Multicloud models enable new services for citizens and improve efficiency across the federal government; however, they also introduce new security challenges, including:

  • Understanding and prioritizing cloud risk: Gartner predicts that by 2025, 99% of cloud security incidents will be an enterprise's own fault, as cloud processes are managed by well-intentioned employees with little knowledge of secure cloud configuration or understanding of highly dynamic cloud environments.

  • Applying security policies across multicloud environments: Agencies must ensure security across infrastructure, applications, and data in multiple clouds. But managing a multicloud architecture is extremely complex, as cloud providers can be very different in terms of access and resource management.

  • Gaining workload visibility and understanding risk exposure: The whirlwind pace of cloud adoption creates new opportunities for threats as the attack surface expands. Security teams may find it difficult to keep pace with agile development methodologies and, in the process, lose visibility into infrastructure and risk.

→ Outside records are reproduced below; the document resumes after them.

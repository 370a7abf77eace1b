use axum::{
    async_trait,
    extract::FromRequestParts,
    http::{header, request::Parts},
};
use tracing::warn;

use crate::{
    db::RepoError,
    error::ApiError,
    state::AppState,
    users::repo_types::User,
};

/// Authenticated caller, resolved from the bearer token and loaded from the store.
pub struct AuthUser(pub User);

/// Caller if a valid bearer token was supplied, `None` otherwise.
pub struct MaybeAuthUser(pub Option<User>);

#[derive(Debug)]
enum Credential<'a> {
    Missing,
    Malformed,
    Bearer(&'a str),
}

fn bearer_token(parts: &Parts) -> Credential<'_> {
    let Some(value) = parts.headers.get(header::AUTHORIZATION) else {
        return Credential::Missing;
    };
    let Ok(value) = value.to_str() else {
        return Credential::Malformed;
    };
    match value.split_once(' ') {
        Some((scheme, token)) if scheme.eq_ignore_ascii_case("bearer") && !token.trim().is_empty() => {
            Credential::Bearer(token.trim())
        }
        _ => Credential::Malformed,
    }
}

/// Verifies `token` and loads its subject; a deleted subject is `Unauthorized`.
pub async fn authenticate(state: &AppState, token: &str) -> Result<User, ApiError> {
    let user_id = state.jwt.verify(token).map_err(|e| {
        warn!(error = %e, "token rejected");
        ApiError::Unauthorized("Could not validate credentials".into())
    })?;

    state
        .users
        .get_by_id(user_id)
        .await?
        .ok_or_else(|| {
            warn!(user_id, "token subject no longer exists");
            ApiError::Unauthorized("Could not validate credentials".into())
        })
}

/// Owner-only mutation rule.
pub fn authorize_owner(requester_id: i64, creator_id: i64) -> Result<(), RepoError> {
    if requester_id == creator_id {
        Ok(())
    } else {
        Err(RepoError::Forbidden)
    }
}

#[async_trait]
impl FromRequestParts<AppState> for AuthUser {
    type Rejection = ApiError;

    async fn from_request_parts(parts: &mut Parts, state: &AppState) -> Result<Self, Self::Rejection> {
        match bearer_token(parts) {
            Credential::Missing => Err(ApiError::Unauthorized("Not authenticated".into())),
            Credential::Malformed => Err(ApiError::Unauthorized("Invalid Authorization header".into())),
            Credential::Bearer(token) => authenticate(state, token).await.map(AuthUser),
        }
    }
}

#[async_trait]
impl FromRequestParts<AppState> for MaybeAuthUser {
    type Rejection = ApiError;

    async fn from_request_parts(parts: &mut Parts, state: &AppState) -> Result<Self, Self::Rejection> {
        let Credential::Bearer(token) = bearer_token(parts) else {
            return Ok(MaybeAuthUser(None));
        };
        match authenticate(state, token).await {
            Ok(user) => Ok(MaybeAuthUser(Some(user))),
            Err(ApiError::Unauthorized(_)) => Ok(MaybeAuthUser(None)),
            Err(other) => Err(other),
        }
    }
}
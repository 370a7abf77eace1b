//! In-memory implementation of both repositories, for handler tests.

use std::sync::Mutex;

use async_trait::async_trait;
use time::OffsetDateTime;

use crate::{
    auth::{extractors::authorize_owner, password::hash_password},
    db::{RepoError, RepoResult},
    news::{
        repo::NewsRepository,
        repo_types::{Creator, NewNews, News, NewsChanges, NewsFilter, NewsSort, SortField, SortOrder},
    },
    pagination::PaginationParams,
    state::AppState,
    users::{
        repo::{UserRepository, EMAIL_TAKEN, USERNAME_TAKEN},
        repo_types::{NewUser, User},
    },
};

#[derive(Debug, Clone)]
struct StoredNews {
    id: i64,
    title: String,
    description: String,
    image_url: Option<String>,
    creator_id: i64,
    created_at: OffsetDateTime,
    updated_at: OffsetDateTime,
}

#[derive(Default)]
struct Inner {
    users: Vec<User>,
    news: Vec<StoredNews>,
    next_user_id: i64,
    next_news_id: i64,
}

impl Inner {
    fn joined(&self, n: &StoredNews) -> Option<News> {
        let creator = self.users.iter().find(|u| u.id == n.creator_id)?;
        Some(News {
            id: n.id,
            title: n.title.clone(),
            description: n.description.clone(),
            image_url: n.image_url.clone(),
            creator_id: n.creator_id,
            created_at: n.created_at,
            updated_at: n.updated_at,
            creator: Creator {
                id: creator.id,
                username: creator.username.clone(),
                email: creator.email.clone(),
            },
        })
    }
}

#[derive(Default)]
pub struct MemoryStore {
    inner: Mutex<Inner>,
}

impl MemoryStore {
    fn lock(&self) -> std::sync::MutexGuard<'_, Inner> {
        self.inner.lock().unwrap_or_else(|poisoned| poisoned.into_inner())
    }
}

#[async_trait]
impl UserRepository for MemoryStore {
    async fn create(&self, user: NewUser) -> RepoResult<User> {
        let mut inner = self.lock();
        if inner.users.iter().any(|u| u.username == user.username) {
            return Err(RepoError::Conflict(USERNAME_TAKEN.into()));
        }
        if inner.users.iter().any(|u| u.email.eq_ignore_ascii_case(&user.email)) {
            return Err(RepoError::Conflict(EMAIL_TAKEN.into()));
        }
        inner.next_user_id += 1;
        let created = User {
            id: inner.next_user_id,
            username: user.username,
            email: user.email,
            password_hash: user.password_hash,
            created_at: OffsetDateTime::now_utc(),
        };
        inner.users.push(created.clone());
        Ok(created)
    }

    async fn get_by_id(&self, id: i64) -> RepoResult<Option<User>> {
        Ok(self.lock().users.iter().find(|u| u.id == id).cloned())
    }

    async fn find_by_login(&self, username_or_email: &str) -> RepoResult<Option<User>> {
        let inner = self.lock();
        let by_name = inner.users.iter().find(|u| u.username == username_or_email);
        let found = by_name.or_else(|| {
            inner
                .users
                .iter()
                .find(|u| u.email.eq_ignore_ascii_case(username_or_email))
        });
        Ok(found.cloned())
    }

    async fn list(&self, offset: i64, limit: i64) -> RepoResult<Vec<User>> {
        let inner = self.lock();
        Ok(inner
            .users
            .iter()
            .skip(offset.max(0) as usize)
            .take(limit.max(0) as usize)
            .cloned()
            .collect())
    }
}

#[async_trait]
impl NewsRepository for MemoryStore {
    async fn create(&self, creator_id: i64, news: NewNews) -> RepoResult<News> {
        let mut inner = self.lock();
        if !inner.users.iter().any(|u| u.id == creator_id) {
            return Err(RepoError::NotFound);
        }
        inner.next_news_id += 1;
        let now = OffsetDateTime::now_utc();
        let stored = StoredNews {
            id: inner.next_news_id,
            title: news.title,
            description: news.description,
            image_url: news.image_url,
            creator_id,
            created_at: now,
            updated_at: now,
        };
        let created = inner.joined(&stored).ok_or(RepoError::NotFound)?;
        inner.news.push(stored);
        Ok(created)
    }

    async fn get_by_id(&self, id: i64) -> RepoResult<Option<News>> {
        let inner = self.lock();
        Ok(inner.news.iter().find(|n| n.id == id).and_then(|n| inner.joined(n)))
    }

    async fn list(
        &self,
        filter: &NewsFilter,
        sort: NewsSort,
        page: PaginationParams,
    ) -> RepoResult<(Vec<News>, i64)> {
        let inner = self.lock();
        let keyword = filter.keyword.as_ref().map(|k| k.to_lowercase());
        let mut matched: Vec<&StoredNews> = inner
            .news
            .iter()
            .filter(|n| filter.creator_id.map_or(true, |c| n.creator_id == c))
            .filter(|n| {
                keyword.as_ref().map_or(true, |k| {
                    n.title.to_lowercase().contains(k) || n.description.to_lowercase().contains(k)
                })
            })
            .collect();

        matched.sort_by(|a, b| {
            let primary = match sort.field {
                SortField::CreatedAt => a.created_at.cmp(&b.created_at),
                SortField::UpdatedAt => a.updated_at.cmp(&b.updated_at),
                SortField::Title => a.title.cmp(&b.title),
            };
            let ord = primary.then(a.id.cmp(&b.id));
            match sort.order {
                SortOrder::Asc => ord,
                SortOrder::Desc => ord.reverse(),
            }
        });

        let total = matched.len() as i64;
        let items = matched
            .into_iter()
            .skip(page.offset() as usize)
            .take(page.limit() as usize)
            .filter_map(|n| inner.joined(n))
            .collect();
        Ok((items, total))
    }

    async fn update(&self, id: i64, changes: NewsChanges, requester_id: i64) -> RepoResult<News> {
        let mut inner = self.lock();
        let stored = inner
            .news
            .iter_mut()
            .find(|n| n.id == id)
            .ok_or(RepoError::NotFound)?;
        authorize_owner(requester_id, stored.creator_id)?;

        if let Some(title) = changes.title {
            stored.title = title;
        }
        if let Some(description) = changes.description {
            stored.description = description;
        }
        if let Some(image_url) = changes.image_url {
            stored.image_url = image_url;
        }
        stored.updated_at = OffsetDateTime::now_utc();

        let snapshot = stored.clone();
        inner.joined(&snapshot).ok_or(RepoError::NotFound)
    }

    async fn delete(&self, id: i64, requester_id: i64) -> RepoResult<()> {
        let mut inner = self.lock();
        let pos = inner
            .news
            .iter()
            .position(|n| n.id == id)
            .ok_or(RepoError::NotFound)?;
        authorize_owner(requester_id, inner.news[pos].creator_id)?;
        inner.news.remove(pos);
        Ok(())
    }
}

/// Registers `username` with email `<username>@x.com` and password `pass123`.
pub async fn seed_user(state: &AppState, username: &str) -> User {
    let password_hash = hash_password("pass123").expect("hash");
    state
        .users
        .create(NewUser {
            username: username.to_string(),
            email: format!("{username}@x.com"),
            password_hash,
        })
        .await
        .expect("seed user")
}

pub async fn seed_news(state: &AppState, creator_id: i64, title: &str, description: &str) -> News {
    state
        .news
        .create(
            creator_id,
            NewNews {
                title: title.to_string(),
                description: description.to_string(),
                image_url: None,
            },
        )
        .await
        .expect("seed news")
}

#[cfg(test)]
mod tests {
    use super::*;

    #[tokio::test]
    async fn duplicate_username_or_email_conflicts_without_writing() {
        let store = MemoryStore::default();
        let new_user = |name: &str, email: &str| NewUser {
            username: name.into(),
            email: email.into(),
            password_hash: "h".into(),
        };
        UserRepository::create(&store, new_user("alice", "alice@x.com")).await.unwrap();

        let err = UserRepository::create(&store, new_user("alice", "other@x.com")).await.unwrap_err();
        assert!(matches!(err, RepoError::Conflict(m) if m == USERNAME_TAKEN));
        let err = UserRepository::create(&store, new_user("bob", "ALICE@x.com")).await.unwrap_err();
        assert!(matches!(err, RepoError::Conflict(m) if m == EMAIL_TAKEN));

        assert_eq!(UserRepository::list(&store, 0, 100).await.unwrap().len(), 1);
    }

    #[tokio::test]
    async fn news_for_missing_creator_is_not_found() {
        let store = MemoryStore::default();
        let new = NewNews {
            title: "Hi".into(),
            description: "World".into(),
            image_url: None,
        };
        let err = NewsRepository::create(&store, 42, new).await.unwrap_err();
        assert!(matches!(err, RepoError::NotFound));
        let (items, total) = NewsRepository::list(
            &store,
            &NewsFilter::default(),
            NewsSort::default(),
            PaginationParams::default(),
        )
        .await
        .unwrap();
        assert!(items.is_empty());
        assert_eq!(total, 0);
    }
}
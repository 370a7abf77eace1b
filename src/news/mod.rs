use crate::state::AppState;
use axum::Router;

pub mod dto;
pub mod handlers;
pub mod repo;
pub mod repo_types;

pub fn router() -> Router<AppState> {
    handlers::news_routes()
}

  • Ensuring misconfiguration does not expose private services or data: Continuous development, testing, and deployment improves efficiency, but can also allow misconfigurations to slip through the cracks and introduce security vulnerabilities.

  • Achieving workload segmentation: IP-based network segments are typically configured to be open whether they need to be or not, which increases the attack surface. Workload segmentation, on the other hand, uses machine learning and cryptographic identity to segment application workloads and automatically update security policies.

  • Routing traffic among multicloud environments: Multiple environments can mean fragmented security solutions across the various cloud and data center environments. Fragmented security creates points of weakness that can make agencies vulnerable to attack.

The federal community is working to improve multicloud security. The National Institute of Standards and Technology's (NIST) Multi-Cloud Security Public Working Group explores best practices for securing complex cloud solutions involving multiple service providers and clouds. NIST has recreated a resource hub that includes free assessment tools (many developed by industry partners) to help agencies understand their cyber-risks. And, the General Service Administration Data Center and Cloud Optimization Initiative's Program Management Office has released a Multi-Cloud and Hybrid Cloud Guide for agencies migrating and deploying various cloud services.

Multicloud Best Practices

You can reduce multicloud security risks with best practices including:

  • Implement zero trust: Protecting government data in a cloud-based, mobile-enabled world demands a “trust nothing, inspect everything” approach as mandated by the May 2021 cybersecurity executive order. A recent survey of federal cybersecurity decision-makers found that 82% agree allocating staff and budget to zero trust is vital to national security.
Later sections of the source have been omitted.